À chaque entretien, vous courriez le risque d'être découvert. Est-ce que le danger vous excitait ?
Probablement.
Avez-vous ressenti du soulagement quand vous avez été démasqué ?
J'ai d'abord été sonné, parce que cela voulait dire que cette activité dans laquelle je m'étais investi allait immédiatement s'arrêter. Le soulagement est venu ensuite, quand j'ai réalisé que tout se terminait plutôt bien. Cela aurait pu s'achever dans un silence un peu médiocre. Être démasqué par Philip Roth et le New Yorker, ça avait de la gueule.
Vous considérez-vous comme un artiste ?
Je considère Internet comme un grand roman collectif, une œuvre d'art collective à laquelle nous contribuons tous. La falsification est une voie de création parmi d'autres.
Votre grand-père était un immense critique littéraire. Votre père, qui travaillait au Corriere della Sera, était un journaliste réputé pour sa rigueur. Vous, au fond, n’avez pas réussi à percer dans le journalisme. Vous me voyez venir ?
Vous pensez que je suis un cas intéressant pour la psychanalyse et vous avez probablement raison. Vous pensez que j’ai cherché un moyen d’échapper à la possibilité d’être comparé à eux. Mais j'ai parfois l'impression de continuer leur œuvre, à ma manière, dans une époque radicalement différente, dominée par le diktat de la vitesse et l'impossibilité de distinguer le vrai du faux.
Vous ne distinguez plus le vrai du faux ?
La frontière entre fiction et réalité est à mon sens une illusion. Le mensonge est partout. Quand un journal publie une vraie nouvelle — la démission d'un pape, par exemple — elle est entourée d'une quantité de faits invérifiables, d'hypothèses, d'interprétations, de conjectures, qui sont présentés comme des vérités mais qui n'en sont pas, et on finit par tout mélanger.
C'est ce que vous expliquez à vos enfants et à vos élèves ? On ne peut rien croire ?

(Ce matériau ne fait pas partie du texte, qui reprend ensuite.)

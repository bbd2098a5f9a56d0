//! Content blocks detected inside a SOW document.

use serde::{Deserialize, Serialize};

/// A table as returned by a document reader: rows of optional cell strings.
pub type TableGrid = Vec<Vec<Option<String>>>;

/// How a content block was detected on its page.
#[derive(Debug, Clone, Copy, PartialEq, Eq, Serialize, Deserialize)]
#[serde(rename_all = "snake_case")]
pub enum BlockKind {
    /// A structured table returned by the reader.
    Table,
    /// Page text whose lines look like table rows.
    TextPattern,
    /// Plain text recovered after the page failed structured extraction.
    FallbackText,
}

/// One unit of candidate milestone material, scoped to a page.
#[derive(Debug, Clone, PartialEq, Serialize, Deserialize)]
pub struct ContentBlock {
    pub page: usize,
    pub block_index: usize,
    pub kind: BlockKind,
    /// Only populated for `BlockKind::Table`.
    pub raw_grid: TableGrid,
    pub text_representation: String,
}

impl ContentBlock {
    pub fn table(page: usize, block_index: usize, grid: TableGrid) -> Self {
        let text_representation = table_to_text(&grid);
        Self {
            page,
            block_index,
            kind: BlockKind::Table,
            raw_grid: grid,
            text_representation,
        }
    }

    pub fn text_pattern(page: usize, text: impl Into<String>) -> Self {
        Self {
            page,
            block_index: 0,
            kind: BlockKind::TextPattern,
            raw_grid: Vec::new(),
            text_representation: text.into(),
        }
    }

    pub fn fallback_text(page: usize, text: impl Into<String>) -> Self {
        Self {
            page,
            block_index: 0,
            kind: BlockKind::FallbackText,
            raw_grid: Vec::new(),
            text_representation: text.into(),
        }
    }
}

/// Flatten a grid into pipe-delimited lines, one per non-empty row.
///
/// Cells are trimmed and missing cells become empty strings.
pub fn table_to_text(grid: &TableGrid) -> String {
    grid.iter()
        .filter(|row| !row.is_empty())
        .map(|row| {
            row.iter()
                .map(|cell| cell.as_deref().map(str::trim).unwrap_or(""))
                .collect::<Vec<_>>()
                .join(" | ")
        })
        .collect::<Vec<_>>()
        .join("\n")
}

Je leur dis de ne pas tout croire, et de ne pas prêter attention aux conjectures alarmantes que nous entendons toute la journée.

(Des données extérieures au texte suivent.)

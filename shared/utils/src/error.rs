use serde::{Deserialize, Serialize};
use thiserror::Error;

#[derive(Error, Debug, Clone, Serialize, Deserialize)]
pub enum SowError {
    #[error("Failed to open document {path}: {message}")]
    DocumentOpen { path: String, message: String },

    #[error("Page {page} extraction error: {message}")]
    PageExtraction { page: usize, message: String },

    #[error("Completion response is not a JSON array: {message}")]
    CompletionParse { message: String, raw: String },

    #[error("Completion service error: {message}")]
    CompletionService { message: String },

    #[error("Milestone sync error: {message}")]
    Sync { message: String },

    #[error("Validation error: {field} - {message}")]
    Validation { field: String, message: String },

    #[error("Configuration error: {message}")]
    Configuration { message: String },

    #[error("Not found: {resource}")]
    NotFound { resource: String },

    #[error("Internal server error: {message}")]
    Internal { message: String },
}

impl SowError {
    pub fn document_open(path: impl Into<String>, message: impl Into<String>) -> Self {
        Self::DocumentOpen {
            path: path.into(),
            message: message.into(),
        }
    }

    pub fn page_extraction(page: usize, message: impl Into<String>) -> Self {
        Self::PageExtraction {
            page,
            message: message.into(),
        }
    }

    pub fn completion_parse(message: impl Into<String>, raw: impl Into<String>) -> Self {
        Self::CompletionParse {
            message: message.into(),
            raw: raw.into(),
        }
    }

    pub fn completion_service(message: impl Into<String>) -> Self {
        Self::CompletionService {
            message: message.into(),
        }
    }

    pub fn sync(message: impl Into<String>) -> Self {
        Self::Sync {
            message: message.into(),
        }
    }

    pub fn validation(field: impl Into<String>, message: impl Into<String>) -> Self {
        Self::Validation {
            field: field.into(),
            message: message.into(),
        }
    }

    pub fn configuration(message: impl Into<String>) -> Self {
        Self::Configuration {
            message: message.into(),
        }
    }

    pub fn not_found(resource: impl Into<String>) -> Self {
        Self::NotFound {
            resource: resource.into(),
        }
    }

    pub fn internal(message: impl Into<String>) -> Self {
        Self::Internal {
            message: message.into(),
        }
    }

    /// Errors a run absorbs instead of failing the request.
    pub fn is_recoverable(&self) -> bool {
        matches!(
            self,
            Self::PageExtraction { .. }
                | Self::CompletionParse { .. }
                | Self::CompletionService { .. }
                | Self::Sync { .. }
        )
    }

    pub fn error_code(&self) -> &'static str {
        match self {
            Self::DocumentOpen { .. } => "DOCUMENT_OPEN_ERROR",
            Self::PageExtraction { .. } => "PAGE_EXTRACTION_ERROR",
            Self::CompletionParse { .. } => "COMPLETION_PARSE_ERROR",
            Self::CompletionService { .. } => "COMPLETION_SERVICE_ERROR",
            Self::Sync { .. } => "SYNC_ERROR",
            Self::Validation { .. } => "VALIDATION_ERROR",
            Self::Configuration { .. } => "CONFIGURATION_ERROR",
            Self::NotFound { .. } => "NOT_FOUND",
            Self::Internal { .. } => "INTERNAL_SERVER_ERROR",
        }
    }

    pub fn http_status_code(&self) -> u16 {
        match self {
            Self::DocumentOpen { .. } => 422,
            Self::PageExtraction { .. } => 422,
            Self::CompletionParse { .. } => 502,
            Self::CompletionService { .. } => 502,
            Self::Sync { .. } => 502,
            Self::Validation { .. } => 400,
            Self::Configuration { .. } => 500,
            Self::NotFound { .. } => 404,
            Self::Internal { .. } => 500,
        }
    }
}

pub type SowResult<T> = Result<T, SowError>;

#[derive(Debug, Serialize, Deserialize)]
pub struct ErrorResponse {
    pub error: String,
    pub code: String,
    pub message: String,
}

impl From<SowError> for ErrorResponse {
    fn from(error: SowError) -> Self {
        Self {
            error: error.to_string(),
            code: error.error_code().to_string(),
            message: error.to_string(),
        }
    }
}

impl From<reqwest::Error> for SowError {
    fn from(error: reqwest::Error) -> Self {
        Self::completion_service(error.to_string())
    }
}

impl From<serde_json::Error> for SowError {
    fn from(error: serde_json::Error) -> Self {
        Self::completion_parse(error.to_string(), String::new())
    }
}

impl From<std::io::Error> for SowError {
    fn from(error: std::io::Error) -> Self {
        Self::internal(error.to_string())
    }
}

Votre prénom est parfois orthographié avec un S, parfois avec deux. Ici aussi, la vérité est incertaine ?
Parmi mes premiers faux comptes, cinq concernaient des ministres du gouvernement de Mariano Rajoy, en Espagne, et quand les médias espagnols ont raconté l'histoire, ils ont transcrit mon prénom avec deux S, alors, depuis, il m'arrive de signer des tweets en écrivant Tommasso. Mais sur mes papiers d'identité, mon prénom est Tommaso, avec un seul S.

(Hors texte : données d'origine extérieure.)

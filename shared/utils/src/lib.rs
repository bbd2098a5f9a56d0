pub mod config;
pub mod error;
pub mod logging;

pub use config::*;
pub use error::*;
pub use logging::*;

Il y a dix ans, vous aviez pourtant insisté auprès de l'AFP pour que votre prénom soit écrit avec deux S.
Ah non, c'est l'inverse. Leur journaliste avait mal compris. Mais le flou qui en résulte est presque artistique.
Avez-vous menti au cours de notre entretien ?
Je ne vous ai pas menti. Vous pouvez me croire.